_What you will do_
Look for the word "Commands" in the data below, and copy every line that holds it.

Task data: Begin

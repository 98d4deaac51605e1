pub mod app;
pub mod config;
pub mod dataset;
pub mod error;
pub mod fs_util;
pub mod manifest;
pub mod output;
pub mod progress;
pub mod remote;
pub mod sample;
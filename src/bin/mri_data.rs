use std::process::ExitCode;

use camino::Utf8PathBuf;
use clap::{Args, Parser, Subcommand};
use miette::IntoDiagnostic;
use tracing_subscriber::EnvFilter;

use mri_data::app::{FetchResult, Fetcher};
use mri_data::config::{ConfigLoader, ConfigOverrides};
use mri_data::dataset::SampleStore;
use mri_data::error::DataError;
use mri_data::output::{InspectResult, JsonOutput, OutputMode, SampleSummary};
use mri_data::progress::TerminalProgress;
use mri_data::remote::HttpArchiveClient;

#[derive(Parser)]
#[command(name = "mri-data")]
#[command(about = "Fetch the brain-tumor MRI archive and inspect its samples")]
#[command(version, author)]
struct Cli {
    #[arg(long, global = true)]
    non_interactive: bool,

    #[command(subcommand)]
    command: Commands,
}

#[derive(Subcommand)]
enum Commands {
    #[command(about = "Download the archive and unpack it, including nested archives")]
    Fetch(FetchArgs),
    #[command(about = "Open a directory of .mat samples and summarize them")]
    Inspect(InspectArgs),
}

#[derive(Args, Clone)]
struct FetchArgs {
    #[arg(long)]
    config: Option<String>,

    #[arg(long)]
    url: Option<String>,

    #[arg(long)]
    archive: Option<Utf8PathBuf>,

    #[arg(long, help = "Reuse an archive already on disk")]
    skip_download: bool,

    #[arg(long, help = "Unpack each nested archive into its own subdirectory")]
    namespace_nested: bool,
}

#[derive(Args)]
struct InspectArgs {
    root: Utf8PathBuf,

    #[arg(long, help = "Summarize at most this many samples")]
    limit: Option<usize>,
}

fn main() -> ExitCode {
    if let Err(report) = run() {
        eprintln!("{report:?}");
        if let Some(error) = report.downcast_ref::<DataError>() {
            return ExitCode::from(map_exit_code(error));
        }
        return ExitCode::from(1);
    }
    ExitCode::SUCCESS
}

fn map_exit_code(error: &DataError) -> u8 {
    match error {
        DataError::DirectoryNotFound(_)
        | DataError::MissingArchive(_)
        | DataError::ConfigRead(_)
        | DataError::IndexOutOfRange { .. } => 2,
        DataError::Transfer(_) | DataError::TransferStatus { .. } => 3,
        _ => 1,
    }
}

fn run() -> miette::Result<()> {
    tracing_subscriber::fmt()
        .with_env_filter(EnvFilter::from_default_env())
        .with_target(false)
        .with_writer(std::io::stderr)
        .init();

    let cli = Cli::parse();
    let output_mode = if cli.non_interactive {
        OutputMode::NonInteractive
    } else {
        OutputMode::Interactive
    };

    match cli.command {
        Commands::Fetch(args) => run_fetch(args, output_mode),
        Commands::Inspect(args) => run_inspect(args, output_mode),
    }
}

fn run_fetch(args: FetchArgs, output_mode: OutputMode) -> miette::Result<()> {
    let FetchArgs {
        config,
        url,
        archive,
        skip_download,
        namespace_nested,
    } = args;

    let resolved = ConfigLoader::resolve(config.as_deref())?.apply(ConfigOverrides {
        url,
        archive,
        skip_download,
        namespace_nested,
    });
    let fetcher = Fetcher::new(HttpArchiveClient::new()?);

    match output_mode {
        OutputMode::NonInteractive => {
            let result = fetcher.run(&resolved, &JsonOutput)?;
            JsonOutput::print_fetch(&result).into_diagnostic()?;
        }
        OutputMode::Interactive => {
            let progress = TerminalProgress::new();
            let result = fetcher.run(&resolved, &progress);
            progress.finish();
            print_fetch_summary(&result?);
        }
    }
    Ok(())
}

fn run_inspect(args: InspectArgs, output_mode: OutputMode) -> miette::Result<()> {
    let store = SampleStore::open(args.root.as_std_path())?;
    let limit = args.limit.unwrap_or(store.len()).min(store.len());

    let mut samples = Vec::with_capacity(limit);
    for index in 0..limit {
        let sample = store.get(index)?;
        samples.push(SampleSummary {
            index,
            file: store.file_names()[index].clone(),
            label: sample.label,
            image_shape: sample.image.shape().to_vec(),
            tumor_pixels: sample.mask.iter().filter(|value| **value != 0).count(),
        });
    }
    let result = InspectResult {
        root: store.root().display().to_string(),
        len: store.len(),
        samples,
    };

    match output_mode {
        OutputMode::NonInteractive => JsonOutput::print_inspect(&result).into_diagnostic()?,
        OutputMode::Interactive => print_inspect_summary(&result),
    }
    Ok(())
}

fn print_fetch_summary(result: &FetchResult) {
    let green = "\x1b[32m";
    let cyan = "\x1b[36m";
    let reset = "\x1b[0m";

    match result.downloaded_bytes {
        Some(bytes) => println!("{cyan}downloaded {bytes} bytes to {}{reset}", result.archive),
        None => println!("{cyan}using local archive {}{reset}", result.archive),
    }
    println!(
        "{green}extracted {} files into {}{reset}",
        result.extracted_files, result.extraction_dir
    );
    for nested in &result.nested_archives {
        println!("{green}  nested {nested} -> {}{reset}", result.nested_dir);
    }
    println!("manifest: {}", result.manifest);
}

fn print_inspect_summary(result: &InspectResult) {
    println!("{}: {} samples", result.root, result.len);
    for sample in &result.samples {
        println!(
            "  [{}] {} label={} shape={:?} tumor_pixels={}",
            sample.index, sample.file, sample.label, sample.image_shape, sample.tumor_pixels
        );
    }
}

Task data: End

_Output of the task_
    command: Commands,
enum Commands {
        Commands::Fetch(args) => run_fetch(args, output_mode),
        Commands::Inspect(args) => run_inspect(args, output_mode),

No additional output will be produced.